Archive for the ‘Informatics’ tag
A day at OHSU
I spent the day at Oregon Health Science University with Dr. Joan Ash and her team today.
I was invited to spend the day there and was able to present on my current research for my first time to a surprisingly large audience (thank you all for attending). I also spent time with some great people learning and getting feedback. They have a productive and energized group there. I think that is what most impressed me. There was play in the rooms as they discussed dreadfully dull (to most people) topics like CDSS taxonomies, thematic coding and findings from months of qualitative analysis review.
Yes, I was thrilled to find some like minded folks on my trip.
I was also excited by the exchanges I was able to have, even in the short period of time. There were several people working on, or had worked on ideas that very much compliment the work I am doing now on Circles of Care and Continuity of Care.

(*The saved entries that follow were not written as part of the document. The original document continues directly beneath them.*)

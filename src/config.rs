//! Configuration management
//!
//! Loads configuration from config.toml with support for:
//! - Server binding settings
//! - JWT session secret (JWT_SECRET env var takes precedence)
//! - Feed paging defaults

use anyhow::{Context, Result};
use serde::{Deserialize, Serialize};
use std::path::Path;

const DEFAULT_CONFIG: &str = include_str!("../config.toml");

/// Main configuration structure matching config.toml
#[derive(Debug, Clone, Serialize, Deserialize)]
pub struct Config {
    pub server: ServerConfig,
    pub auth: AuthConfig,
    #[serde(default)]
    pub database: DatabaseConfig,
    #[serde(default)]
    pub feed: FeedConfig,
}

/// Server configuration
#[derive(Debug, Clone, Serialize, Deserialize)]
pub struct ServerConfig {
    pub host: String,
    pub port: u16,
}

/// Session token configuration
#[derive(Debug, Clone, Serialize, Deserialize)]
pub struct AuthConfig {
    /// Fallback secret; JWT_SECRET overrides this at runtime.
    pub jwt_secret: String,
}

/// Database configuration (uses DATABASE_URL env var in practice)
#[derive(Debug, Clone, Default, Serialize, Deserialize)]
pub struct DatabaseConfig {
    // Connection string is read from the DATABASE_URL environment variable.
    // This section exists for documentation and future extensibility.
}

/// Feed paging configuration
#[derive(Debug, Clone, Serialize, Deserialize)]
pub struct FeedConfig {
    pub page_size: usize,
}

impl Default for FeedConfig {
    fn default() -> Self {
        Self { page_size: 50 }
    }
}

impl Config {
    /// Load from config.toml or use defaults
    pub fn load() -> Result<Self> {
        Self::load_from("config.toml")
    }

    /// Load from specific path
    pub fn load_from(path: impl AsRef<Path>) -> Result<Self> {
        let path = path.as_ref();

        if path.exists() {
            let content = std::fs::read_to_string(path).context("Failed to read config file")?;
            toml::from_str(&content).context("Failed to parse config file")
        } else {
            // Use embedded default config
            toml::from_str(DEFAULT_CONFIG).context("Failed to parse default config")
        }
    }

    /// JWT secret (env var takes precedence over config value)
    pub fn jwt_secret(&self) -> String {
        match std::env::var("JWT_SECRET") {
            Ok(secret) if !secret.is_empty() => secret,
            _ => self.auth.jwt_secret.clone(),
        }
    }
}

impl Default for Config {
    fn default() -> Self {
        // The embedded default config is validated at compile time,
        // so this should never fail. Using a fallback for robustness.
        toml::from_str(DEFAULT_CONFIG).unwrap_or_else(|_| Self {
            server: ServerConfig {
                host: "0.0.0.0".to_string(),
                port: 8080,
            },
            auth: AuthConfig {
                jwt_secret: "change-me-in-production".to_string(),
            },
            database: DatabaseConfig::default(),
            feed: FeedConfig::default(),
        })
    }
}

#[cfg(test)]
mod tests {
    use super::*;

    #[test]
    fn embedded_default_parses() {
        let config: Config = toml::from_str(DEFAULT_CONFIG).unwrap();
        assert_eq!(config.server.port, 8080);
        assert_eq!(config.feed.page_size, 50);
        assert!(!config.auth.jwt_secret.is_empty());
    }

    #[test]
    fn missing_file_falls_back_to_default() {
        let config = Config::load_from("/nonexistent/config.toml").unwrap();
        assert_eq!(config.server.host, "0.0.0.0");
    }
}
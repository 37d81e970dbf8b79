//! Leaderboard and department analytics
//!
//! Derived, read-only views over the user store. Ranking is competition
//! style: rank = 1 + number of users with strictly more points, so tied
//! users share a rank. Ties keep the store's insertion order, which makes
//! repeated calls stable when nothing was written in between.

use serde::Serialize;
use uuid::Uuid;

use crate::store::{Role, User};

#[derive(Debug, Clone, Serialize)]
pub struct LeaderboardEntry {
    pub rank: u32,
    pub user_id: Uuid,
    pub name: String,
    pub department: Option<String>,
    pub eco_points: i64,
    pub badges: Vec<String>,
    pub challenges_completed: i64,
}

#[derive(Debug, Clone, Serialize)]
pub struct DepartmentStanding {
    pub rank: u32,
    pub department: String,
    pub total_points: i64,
    pub average_points: f64,
    pub student_count: u32,
}

/// Students only; admins and faculty never appear on the leaderboard.
fn ranked_students(users: &[User]) -> Vec<&User> {
    users.iter().filter(|u| u.role == Role::Student).collect()
}

fn entry(user: &User, rank: u32) -> LeaderboardEntry {
    LeaderboardEntry {
        rank,
        user_id: user.id,
        name: user.name.clone(),
        department: user.department.clone(),
        eco_points: user.eco_points,
        badges: user.badges.clone(),
        challenges_completed: user.challenges_completed,
    }
}

fn rank_of(points: i64, students: &[&User]) -> u32 {
    1 + students.iter().filter(|u| u.eco_points > points).count() as u32
}

/// Global top-N by descending eco points.
pub fn global_top(users: &[User], limit: usize) -> Vec<LeaderboardEntry> {
    let students = ranked_students(users);

    let mut sorted = students.clone();
    sorted.sort_by_key(|u| std::cmp::Reverse(u.eco_points));

    sorted
        .iter()
        .take(limit)
        .map(|u| entry(u, rank_of(u.eco_points, &students)))
        .collect()
}

/// Top-N within one department, ranked against that department only.
pub fn department_top(users: &[User], department: &str, limit: usize) -> Vec<LeaderboardEntry> {
    let students: Vec<&User> = ranked_students(users)
        .into_iter()
        .filter(|u| u.department.as_deref() == Some(department))
        .collect();

    let mut sorted = students.clone();
    sorted.sort_by_key(|u| std::cmp::Reverse(u.eco_points));

    sorted
        .iter()
        .take(limit)
        .map(|u| entry(u, rank_of(u.eco_points, &students)))
        .collect()
}

/// Global rank of one user, if they exist and are a student.
pub fn user_rank(users: &[User], user_id: Uuid) -> Option<u32> {
    let students = ranked_students(users);
    let user = students.iter().find(|u| u.id == user_id)?;
    Some(rank_of(user.eco_points, &students))
}

/// Per-department totals and averages, sorted by total points descending.
pub fn department_rankings(users: &[User]) -> Vec<DepartmentStanding> {
    let mut totals: Vec<(String, i64, u32)> = Vec::new();

    for user in ranked_students(users) {
        let Some(dept) = user.department.as_deref() else {
            continue;
        };
        match totals.iter_mut().find(|(d, _, _)| d == dept) {
            Some((_, points, count)) => {
                *points += user.eco_points;
                *count += 1;
            }
            None => totals.push((dept.to_string(), user.eco_points, 1)),
        }
    }

    totals.sort_by_key(|(_, points, _)| std::cmp::Reverse(*points));

    totals
        .into_iter()
        .enumerate()
        .map(|(i, (department, total_points, student_count))| DepartmentStanding {
            rank: (i + 1) as u32,
            department,
            total_points,
            average_points: total_points as f64 / student_count as f64,
            student_count,
        })
        .collect()
}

The discussions will, I have no doubt, add to the richness of my evaluation, both from the perspective of adding some new ideas but also from the simple energizing from this visit. Thank you for that.
Palm Prevention Lives – Sort of.
Nine years ago I started a little research / development project on the palm PDA called Palm Prevention. This was my resident research project in family medicine and I eventually did a “pilot” study (forgive the pun) and was published. In the nineties I was very interested in PDAs in healthcare and had several projects looking at clinical education, decision making, access to reference materials, and creating tools that took simple context into account.
Palm Prevention was a quick, patient specific screening tool that essentially took 50 or so evidence-based clinical practice guidelines and presented them to the user, filtered based on a few key criteria that fit on a single palm OS screen. Here are a couple of screen shots. The first screen is the start screen where the user provided a few key elements of patient history. The second is the filtered list of guidelines ranked in order based on evidence level (A being the strongest for). From there, tapping on any line brought you details of that guideline.

I released it free on the Internet PDAGuidelines.com. (now deunct, but had several of my projects on it)
Today, I was on the AHRQ site and rediscovered their ePSS. Using the USPSTF guidelines, that have a similar approach and a tool that is available on multiple platforms, including the iPhone:

More slick GUI thanks to the more advanced platform, but similar approach to what I was working on nine years ago. I do not have anything to do with the AHRQ or their tool, but I am happy to see that the idea is still alive and people are finding it useful enough to have a very similar design 9 years later.